Requirement:
Return only the lines running from the top of the entries to the line with "async fn slow_read_times_out_and_is_not_retried()", inclusive, exactly as written.

Exercise materials:
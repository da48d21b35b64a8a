use super::{db_path, fast_config, open_with, SLOW_COUNT};
use crate::{sql_params, DatabaseConfig, DatabaseError, Lifecycle, Timeouts};
use std::time::Duration;

fn short_read_timeout() -> DatabaseConfig {
    DatabaseConfig {
        timeouts: Timeouts {
            read: Duration::from_millis(100),
            ..Timeouts::default()
        },
        ..fast_config()
    }
}

#[tokio::test]
async fn slow_read_times_out_and_is_not_retried() {
    let dir = tempfile::tempdir().unwrap();
    let db = open_with(&db_path(&dir), short_read_timeout()).await;

    let err = db.get::<i64>(SLOW_COUNT, sql_params![]).await.unwrap_err();
    match err {
        DatabaseError::Timeout { operation, timeout } => {
            assert_eq!(operation, "get");
            assert_eq!(timeout, Duration::from_millis(100));
        }
        other => panic!("unexpected {other:?}"),
    }
    assert_eq!(db.stats().pending, 0);

    // The abandoned query finishes in the worker; its reply is dropped and
    // the controller keeps working.
    db.exec("CREATE TABLE after_timeout (x)").await.unwrap();
    assert_eq!(db.lifecycle(), Lifecycle::Ready);
    assert_eq!(db.stats().restarts, 0);
}

#[tokio::test]
async fn timeout_does_not_affect_other_requests() {
    let dir = tempfile::tempdir().unwrap();
    let db = open_with(&db_path(&dir), short_read_timeout()).await;
    db.exec("CREATE TABLE t (x)").await.unwrap();

    let slow = tokio::spawn({
        let db = db.clone();
        async move { db.get::<i64>(SLOW_COUNT, sql_params![]).await }
    });
    tokio::time::sleep(Duration::from_millis(20)).await;

    // Queued behind the slow read, but under the much longer write timeout.
    let write = db.run("INSERT INTO t (x) VALUES (1)", sql_params![]).await;

    assert!(matches!(
        slow.await.unwrap(),
        Err(DatabaseError::Timeout { .. })
    ));
    assert_eq!(write.unwrap().changes, 1);
}
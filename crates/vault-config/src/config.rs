//! Configuration management.

use crate::{CoreError, CoreResult, Paths};
use serde::{Deserialize, Serialize};
use std::path::Path;

/// Default log level.
pub const DEFAULT_LOG_LEVEL: &str = "info";

/// Environment variable overriding `log_level`.
const LOG_LEVEL_ENV: &str = "DESKVAULT_LOG_LEVEL";

/// Top-level configuration, stored as `<base>/config.json`.
#[derive(Debug, Clone, Serialize, Deserialize)]
pub struct Config {
    /// Log level (trace, debug, info, warn, error).
    #[serde(default = "default_log_level")]
    pub log_level: String,
    /// Database controller tuning.
    #[serde(default)]
    pub database: DatabaseSettings,
}

fn default_log_level() -> String {
    DEFAULT_LOG_LEVEL.to_string()
}

/// Controller tuning knobs. Durations are milliseconds.
#[derive(Debug, Clone, PartialEq, Eq, Serialize, Deserialize)]
#[serde(default)]
pub struct DatabaseSettings {
    pub health_check_interval_ms: u64,
    /// Lifetime ceiling on worker restarts.
    pub max_restarts: u32,
    pub restart_base_delay_ms: u64,
    pub restart_max_delay_ms: u64,
    pub read_timeout_ms: u64,
    pub write_timeout_ms: u64,
    pub bulk_read_timeout_ms: u64,
    pub schema_timeout_ms: u64,
    pub max_retries: u32,
    pub retry_base_delay_ms: u64,
    pub retry_max_delay_ms: u64,
    pub termination_attempts: u32,
}

impl Default for DatabaseSettings {
    fn default() -> Self {
        Self {
            health_check_interval_ms: 30_000,
            max_restarts: 3,
            restart_base_delay_ms: 1_000,
            restart_max_delay_ms: 10_000,
            read_timeout_ms: 15_000,
            write_timeout_ms: 30_000,
            bulk_read_timeout_ms: 45_000,
            schema_timeout_ms: 60_000,
            max_retries: 5,
            retry_base_delay_ms: 100,
            retry_max_delay_ms: 2_000,
            termination_attempts: 3,
        }
    }
}

impl Default for Config {
    fn default() -> Self {
        Self {
            log_level: DEFAULT_LOG_LEVEL.to_string(),
            database: DatabaseSettings::default(),
        }
    }
}

impl Config {
    /// Load configuration from `<base>/config.json`, falling back to defaults,
    /// then apply environment overrides.
    pub fn load(paths: &Paths) -> CoreResult<Self> {
        let config_path = paths.config_file();

        let mut config = if config_path.exists() {
            Self::load_from_file(&config_path)?
        } else {
            Self::default()
        };

        config.load_from_env();
        config.validate()?;
        Ok(config)
    }

    /// Load configuration from a specific file.
    pub fn load_from_file(path: &Path) -> CoreResult<Self> {
        let content = std::fs::read_to_string(path)?;
        let config: Config = serde_json::from_str(&content)?;
        Ok(config)
    }

    /// Save configuration to `<base>/config.json`.
    pub fn save(&self, paths: &Paths) -> CoreResult<()> {
        paths.ensure_dirs()?;
        let content = serde_json::to_string_pretty(self)?;
        std::fs::write(paths.config_file(), content)?;
        Ok(())
    }

    fn load_from_env(&mut self) {
        if let Ok(log_level) = std::env::var(LOG_LEVEL_ENV) {
            if !log_level.trim().is_empty() {
                self.log_level = log_level.trim().to_string();
            }
        }
    }

    fn validate(&self) -> CoreResult<()> {
        let db = &self.database;
        let timeouts = [
            ("read_timeout_ms", db.read_timeout_ms),
            ("write_timeout_ms", db.write_timeout_ms),
            ("bulk_read_timeout_ms", db.bulk_read_timeout_ms),
            ("schema_timeout_ms", db.schema_timeout_ms),
            ("health_check_interval_ms", db.health_check_interval_ms),
        ];
        for (name, value) in timeouts {
            if value == 0 {
                return Err(CoreError::Config(format!("database.{name} must be positive")));
            }
        }
        if db.restart_base_delay_ms > db.restart_max_delay_ms {
            return Err(CoreError::Config(
                "database.restart_base_delay_ms exceeds restart_max_delay_ms".to_string(),
            ));
        }
        if db.retry_base_delay_ms > db.retry_max_delay_ms {
            return Err(CoreError::Config(
                "database.retry_base_delay_ms exceeds retry_max_delay_ms".to_string(),
            ));
        }
        Ok(())
    }
}
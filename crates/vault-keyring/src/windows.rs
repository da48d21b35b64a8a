//! Windows Credential Vault backend.

use crate::{SecureStorage, StorageError, StorageResult};
use tracing::debug;
use windows::core::HSTRING;
use windows::Security::Credentials::{PasswordCredential, PasswordVault};

/// `ERROR_NOT_FOUND` as an HRESULT.
const NOT_FOUND: u32 = 0x8007_0490;

/// Credential Vault store; the service is the credential resource and the
/// account is the user name.
pub struct CredentialStorage {
    resource: HSTRING,
}

impl CredentialStorage {
    pub fn new(service: &str) -> StorageResult<Self> {
        vault()?;
        Ok(Self {
            resource: HSTRING::from(service),
        })
    }

    fn retrieve(&self, vault: &PasswordVault, account: &str) -> StorageResult<Option<PasswordCredential>> {
        match vault.Retrieve(&self.resource, &HSTRING::from(account)) {
            Ok(credential) => Ok(Some(credential)),
            Err(e) if e.code().0 as u32 == NOT_FOUND => Ok(None),
            Err(e) => Err(StorageError::Platform(format!(
                "Failed to retrieve credential: {}",
                e
            ))),
        }
    }
}

fn vault() -> StorageResult<PasswordVault> {
    PasswordVault::new()
        .map_err(|e| StorageError::Platform(format!("Failed to access Credential Vault: {}", e)))
}

fn platform(e: windows::core::Error) -> StorageError {
    StorageError::Platform(e.to_string())
}

impl SecureStorage for CredentialStorage {
    fn set(&self, account: &str, value: &str) -> StorageResult<()> {
        debug!(resource = %self.resource, account = %account, "Writing credential");

        let vault = vault()?;
        if let Some(existing) = self.retrieve(&vault, account)? {
            vault.Remove(&existing).map_err(platform)?;
        }

        let credential = PasswordCredential::CreatePasswordCredential(
            &self.resource,
            &HSTRING::from(account),
            &HSTRING::from(value),
        )
        .map_err(platform)?;
        vault.Add(&credential).map_err(platform)
    }

    fn get(&self, account: &str) -> StorageResult<Option<String>> {
        debug!(resource = %self.resource, account = %account, "Reading credential");

        let vault = vault()?;
        match self.retrieve(&vault, account)? {
            Some(credential) => {
                credential.RetrievePassword().map_err(platform)?;
                let password = credential.Password().map_err(platform)?;
                Ok(Some(password.to_string()))
            }
            None => Ok(None),
        }
    }

    fn delete(&self, account: &str) -> StorageResult<bool> {
        debug!(resource = %self.resource, account = %account, "Deleting credential");

        let vault = vault()?;
        match self.retrieve(&vault, account)? {
            Some(credential) => {
                vault.Remove(&credential).map_err(platform)?;
                Ok(true)
            }
            None => Ok(false),
        }
    }
}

Exercise answer:
repository da48d21b35b64a8a
use super::{db_path, fast_config, open_with, SLOW_COUNT};
use crate::{sql_params, DatabaseConfig, DatabaseError, Lifecycle, Timeouts};
use std::time::Duration;

fn short_read_timeout() -> DatabaseConfig {
    DatabaseConfig {
        timeouts: Timeouts {
            read: Duration::from_millis(100),
            ..Timeouts::default()
        },
        ..fast_config()
    }
}

#[tokio::test]
async fn slow_read_times_out_and_is_not_retried() {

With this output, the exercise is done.